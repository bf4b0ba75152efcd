//! Identifiers for targets, sessions, subscriptions, timers and play requests.
//!
//! All ids are opaque to the controllers. Hosts pick `TargetId` and
//! `MediaHandle` values (usually an element index); the remaining ids are
//! handed out by whichever capability creates the resource.

use serde::{Deserialize, Serialize};

/// Opaque handle to a renderable element tracked for visibility.
#[derive(Copy, Clone, Debug, Eq, PartialEq, Hash, Ord, PartialOrd, Serialize, Deserialize)]
pub struct TargetId(pub u32);

/// Opaque handle to a media element owned by the host.
#[derive(Copy, Clone, Debug, Eq, PartialEq, Hash, Serialize, Deserialize)]
pub struct MediaHandle(pub u32);

#[derive(Copy, Clone, Debug, Eq, PartialEq, Hash, Serialize, Deserialize)]
pub struct SessionId(pub u32);

/// Live observation issued by a visibility host.
#[derive(Copy, Clone, Debug, Eq, PartialEq, Hash, Serialize, Deserialize)]
pub struct SubscriptionId(pub u32);

/// Scheduled callback issued by a scheduler.
#[derive(Copy, Clone, Debug, Eq, PartialEq, Hash, Ord, PartialOrd, Serialize, Deserialize)]
pub struct TimerId(pub u32);

/// In-flight asynchronous play request issued by a media host.
#[derive(Copy, Clone, Debug, Eq, PartialEq, Hash, Serialize, Deserialize)]
pub struct PlayTicket(pub u32);

/// Monotonic allocator used by the in-crate hosts (manual clock, geometry observer).
#[derive(Default, Debug)]
pub struct IdAllocator {
    next_subscription: u32,
    next_timer: u32,
}

impl IdAllocator {
    pub fn new() -> Self {
        Self::default()
    }

    #[inline]
    pub fn alloc_subscription(&mut self) -> SubscriptionId {
        let id = SubscriptionId(self.next_subscription);
        self.next_subscription = self.next_subscription.wrapping_add(1);
        id
    }

    #[inline]
    pub fn alloc_timer(&mut self) -> TimerId {
        let id = TimerId(self.next_timer);
        self.next_timer = self.next_timer.wrapping_add(1);
        id
    }
}

#[cfg(test)]
mod tests {
    use super::*;

    #[test]
    fn alloc_monotonic() {
        let mut alloc = IdAllocator::new();
        assert_eq!(alloc.alloc_subscription(), SubscriptionId(0));
        assert_eq!(alloc.alloc_subscription(), SubscriptionId(1));
        assert_eq!(alloc.alloc_timer(), TimerId(0));
        assert_eq!(alloc.alloc_timer(), TimerId(1));
        assert_eq!(alloc.alloc_timer(), TimerId(2));
    }
}
use std::time::Duration;

use js_sys::{Array, Function, Reflect};
use log::warn;
use serde::de::DeserializeOwned;
use serde_wasm_bindgen as swb;
use wasm_bindgen::prelude::*;
use wasm_bindgen::JsCast;

use pgit_viewport_core::{
    LoadSignal, MediaHandle, MediaHost, MediaSession, ObserverConfig, PlayRejection,
    PlayRequest, PlayTicket, PlaybackConfig, RevealConfig, RevealController, Scheduler,
    SessionId, SubscriptionId, TargetId, TimerId, ViewportError, VisibilityEvent,
    VisibilityHost,
};

fn jsvalue_is_undefined_or_null(v: &JsValue) -> bool {
    v.is_undefined() || v.is_null()
}

fn viewport_error(e: ViewportError) -> JsError {
    JsError::new(&format!("{} error: {e}", e.category()))
}

fn method(host: &JsValue, name: &str) -> Option<Function> {
    Reflect::get(host, &JsValue::from_str(name))
        .ok()
        .and_then(|v| v.dyn_into::<Function>().ok())
}

fn required(host: &JsValue, name: &str) -> Result<Function, JsError> {
    method(host, name).ok_or_else(|| JsError::new(&format!("host.{name} must be a function")))
}

fn as_u32(v: &JsValue) -> Option<u32> {
    v.as_f64()
        .filter(|n| n.is_finite() && *n >= 0.0 && *n <= f64::from(u32::MAX))
        .map(|n| n as u32)
}

/// Human readable reason from a thrown value or rejection payload.
fn reason_of(v: &JsValue) -> String {
    if let Some(err) = v.dyn_ref::<js_sys::Error>() {
        return err.message().into();
    }
    v.as_string().unwrap_or_else(|| "play() was rejected".to_string())
}

fn parse<T: DeserializeOwned>(v: JsValue, what: &str) -> Result<T, JsError> {
    swb::from_value(v).map_err(|e| JsError::new(&format!("{what} error: {e}")))
}

/// `host.now() -> ms`, `host.after(ms) -> id`, `host.cancel(id)`.
struct JsClock {
    now: Function,
    after: Function,
    cancel: Function,
}

impl JsClock {
    fn from_host(host: &JsValue) -> Result<Self, JsError> {
        Ok(Self {
            now: required(host, "now")?,
            after: required(host, "after")?,
            cancel: required(host, "cancel")?,
        })
    }
}

impl Scheduler for JsClock {
    fn now(&self) -> Duration {
        let ms = self
            .now
            .call0(&JsValue::UNDEFINED)
            .ok()
            .and_then(|v| v.as_f64())
            .unwrap_or(0.0);
        Duration::try_from_secs_f64(ms.max(0.0) / 1000.0).unwrap_or_default()
    }

    fn after(&mut self, delay: Duration) -> Option<TimerId> {
        let arg = JsValue::from_f64(delay.as_secs_f64() * 1000.0);
        match self.after.call1(&JsValue::UNDEFINED, &arg) {
            Ok(v) => {
                let id = as_u32(&v).map(TimerId);
                if id.is_none() {
                    warn!("host.after returned a non-numeric timer id");
                }
                id
            }
            Err(_) => {
                warn!("host.after threw");
                None
            }
        }
    }

    fn cancel(&mut self, timer: TimerId) {
        let _ = self
            .cancel
            .call1(&JsValue::UNDEFINED, &JsValue::from(timer.0));
    }
}

/// `host.observe(targets, config) -> id | null` and `host.disconnect(id)`.
/// Missing functions mean the page has no visibility detection.
struct JsVisibility {
    observe: Option<Function>,
    disconnect: Option<Function>,
}

impl JsVisibility {
    fn from_host(host: &JsValue) -> Self {
        Self {
            observe: method(host, "observe"),
            disconnect: method(host, "disconnect"),
        }
    }
}

impl VisibilityHost for JsVisibility {
    fn observe(&mut self, targets: &[TargetId], config: &ObserverConfig) -> Option<SubscriptionId> {
        let observe = self.observe.as_ref()?;
        let ids: Array = targets.iter().map(|t| JsValue::from(t.0)).collect();
        let cfg = swb::to_value(config).ok()?;
        match observe.call2(&JsValue::UNDEFINED, &ids, &cfg) {
            Ok(v) => as_u32(&v).map(SubscriptionId),
            Err(_) => {
                warn!("host.observe threw; treating targets as always visible");
                None
            }
        }
    }

    fn cancel(&mut self, subscription: SubscriptionId) {
        if let Some(disconnect) = &self.disconnect {
            let _ = disconnect.call1(&JsValue::UNDEFINED, &JsValue::from(subscription.0));
        }
    }
}

/// `host.play(handle)` returns nothing when playback started, a numeric ticket
/// when it will settle later through `settle_play`, and throws when refused.
struct JsMedia {
    play: Function,
    pause: Function,
}

impl JsMedia {
    fn from_host(host: &JsValue) -> Result<Self, JsError> {
        Ok(Self {
            play: required(host, "play")?,
            pause: required(host, "pause")?,
        })
    }
}

impl MediaHost for JsMedia {
    fn request_play(&mut self, media: MediaHandle) -> PlayRequest {
        match self.play.call1(&JsValue::UNDEFINED, &JsValue::from(media.0)) {
            Ok(v) => match as_u32(&v) {
                Some(ticket) => PlayRequest::Pending(PlayTicket(ticket)),
                None => PlayRequest::Started,
            },
            Err(e) => PlayRequest::Rejected(PlayRejection::new(reason_of(&e))),
        }
    }

    fn request_pause(&mut self, media: MediaHandle) {
        let _ = self.pause.call1(&JsValue::UNDEFINED, &JsValue::from(media.0));
    }
}

fn reveal_policy(policy: JsValue) -> Result<RevealConfig, JsError> {
    if jsvalue_is_undefined_or_null(&policy) {
        return Ok(RevealConfig::default());
    }
    if let Some(name) = policy.as_string() {
        return match name.as_str() {
            "feature-grid" => Ok(RevealConfig::feature_grid()),
            "steps-timeline" => Ok(RevealConfig::steps_timeline()),
            other => Err(JsError::new(&format!("unknown reveal preset '{other}'"))),
        };
    }
    parse(policy, "reveal policy")
}

fn playback_policy(policy: JsValue) -> Result<PlaybackConfig, JsError> {
    if jsvalue_is_undefined_or_null(&policy) {
        return Ok(PlaybackConfig::default());
    }
    if let Some(name) = policy.as_string() {
        return match name.as_str() {
            "video-placeholder" => Ok(PlaybackConfig::video_placeholder()),
            other => Err(JsError::new(&format!("unknown playback preset '{other}'"))),
        };
    }
    parse(policy, "playback policy")
}

fn set_panic_hook() {
    #[cfg(feature = "console_error")]
    console_error_panic_hook::set_once();
}

/// Staggered reveal list bound to a JS host object.
#[wasm_bindgen]
pub struct StaggeredReveal {
    core: RevealController,
    clock: JsClock,
    visibility: JsVisibility,
}

#[wasm_bindgen]
impl StaggeredReveal {
    /// `policy` is a preset name (`"feature-grid"`, `"steps-timeline"`), a
    /// policy object, or undefined for the feature grid defaults.
    #[wasm_bindgen(constructor)]
    pub fn new(policy: JsValue, host: JsValue) -> Result<StaggeredReveal, JsError> {
        set_panic_hook();
        let cfg = reveal_policy(policy)?;
        Ok(StaggeredReveal {
            core: RevealController::new(cfg).map_err(viewport_error)?,
            clock: JsClock::from_host(&host)?,
            visibility: JsVisibility::from_host(&host),
        })
    }

    /// Register target ids in list order.
    #[wasm_bindgen]
    pub fn mount(&mut self, targets: Vec<u32>) -> Result<(), JsError> {
        let ids: Vec<TargetId> = targets.into_iter().map(TargetId).collect();
        self.core
            .mount(&ids, &mut self.visibility)
            .map_err(viewport_error)
    }

    /// Feed `[{ subscription, target, intersecting, ratio }]`. Returns the
    /// number of reveals scheduled.
    #[wasm_bindgen(js_name = on_intersections)]
    pub fn on_intersections(&mut self, events: JsValue) -> Result<u32, JsError> {
        let events: Vec<VisibilityEvent> = parse(events, "intersections")?;
        Ok(self.core.on_visibility_batch(&events, &mut self.clock) as u32)
    }

    /// Deliver an elapsed timer. Returns the revealed target, if any.
    #[wasm_bindgen(js_name = fire_timer)]
    pub fn fire_timer(&mut self, timer: u32) -> Option<u32> {
        self.core.on_timer(TimerId(timer), &self.clock).map(|t| t.0)
    }

    #[wasm_bindgen(js_name = is_revealed)]
    pub fn is_revealed(&self, target: u32) -> bool {
        self.core.is_revealed(TargetId(target))
    }

    #[wasm_bindgen]
    pub fn revealed(&self) -> Vec<u32> {
        self.core.revealed_targets().into_iter().map(|t| t.0).collect()
    }

    #[wasm_bindgen(js_name = take_events)]
    pub fn take_events(&mut self) -> Result<JsValue, JsError> {
        swb::to_value(&self.core.take_events())
            .map_err(|e| JsError::new(&format!("events error: {e}")))
    }

    #[wasm_bindgen]
    pub fn teardown(&mut self) {
        self.core.teardown(&mut self.visibility, &mut self.clock);
    }
}

/// Viewport-gated media session bound to a JS host object.
#[wasm_bindgen]
pub struct MediaPlayback {
    core: MediaSession,
    clock: JsClock,
    visibility: JsVisibility,
    media: JsMedia,
}

#[wasm_bindgen]
impl MediaPlayback {
    #[wasm_bindgen(constructor)]
    pub fn new(session: u32, policy: JsValue, host: JsValue) -> Result<MediaPlayback, JsError> {
        set_panic_hook();
        let cfg = playback_policy(policy)?;
        Ok(MediaPlayback {
            core: MediaSession::new(SessionId(session), cfg).map_err(viewport_error)?,
            clock: JsClock::from_host(&host)?,
            visibility: JsVisibility::from_host(&host),
            media: JsMedia::from_host(&host)?,
        })
    }

    #[wasm_bindgen]
    pub fn mount(&mut self, target: u32) -> Result<(), JsError> {
        self.core
            .mount(TargetId(target), &mut self.visibility, &mut self.media)
            .map_err(viewport_error)
    }

    #[wasm_bindgen(js_name = attach_source)]
    pub fn attach_source(&mut self, media: u32) -> Result<(), JsError> {
        self.core
            .attach_source(MediaHandle(media), &mut self.clock)
            .map_err(viewport_error)
    }

    #[wasm_bindgen(js_name = clear_source)]
    pub fn clear_source(&mut self) {
        self.core.clear_source(&mut self.clock, &mut self.media);
    }

    #[wasm_bindgen(js_name = on_intersections)]
    pub fn on_intersections(&mut self, events: JsValue) -> Result<(), JsError> {
        let events: Vec<VisibilityEvent> = parse(events, "intersections")?;
        for event in &events {
            self.core.on_visibility(event, &mut self.media);
        }
        Ok(())
    }

    /// Forward an HTML media event by name (`canplay`, `error`, ...).
    /// Returns false for events that carry no load status.
    #[wasm_bindgen(js_name = on_media_event)]
    pub fn on_media_event(&mut self, name: &str) -> bool {
        match LoadSignal::from_event_name(name) {
            Some(signal) => {
                self.core
                    .on_load_signal(signal, &mut self.clock, &mut self.media);
                true
            }
            None => false,
        }
    }

    /// Returns true when the timer was the live load timeout.
    #[wasm_bindgen(js_name = fire_timer)]
    pub fn fire_timer(&mut self, timer: u32) -> bool {
        self.core.on_timer(TimerId(timer))
    }

    /// Settle a ticket returned by `host.play`. Pass undefined on success or
    /// the rejection reason.
    #[wasm_bindgen(js_name = settle_play)]
    pub fn settle_play(&mut self, ticket: u32, error: JsValue) {
        let outcome = if jsvalue_is_undefined_or_null(&error) {
            Ok(())
        } else {
            Err(PlayRejection::new(reason_of(&error)))
        };
        self.core
            .on_play_settled(PlayTicket(ticket), outcome, &mut self.media);
    }

    #[wasm_bindgen]
    pub fn phase(&self) -> String {
        self.core.phase().name().to_string()
    }

    #[wasm_bindgen]
    pub fn view(&self) -> Result<JsValue, JsError> {
        swb::to_value(&self.core.view()).map_err(|e| JsError::new(&format!("view error: {e}")))
    }

    #[wasm_bindgen(js_name = take_events)]
    pub fn take_events(&mut self) -> Result<JsValue, JsError> {
        swb::to_value(&self.core.take_events())
            .map_err(|e| JsError::new(&format!("events error: {e}")))
    }

    #[wasm_bindgen]
    pub fn teardown(&mut self) {
        self.core.teardown(&mut self.visibility, &mut self.clock);
    }
}

/// Numeric ABI version for compatibility checks at init.
#[wasm_bindgen]
pub fn abi_version() -> u32 {
    1
}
○ ○ ○ ○ ○
**What is expected**
When a line in the listing has the string "JsMedia" in it, return that line.

**Response box**
struct JsMedia {
impl JsMedia {
impl MediaHost for JsMedia {
    media: JsMedia,
            media: JsMedia::from_host(&host)?,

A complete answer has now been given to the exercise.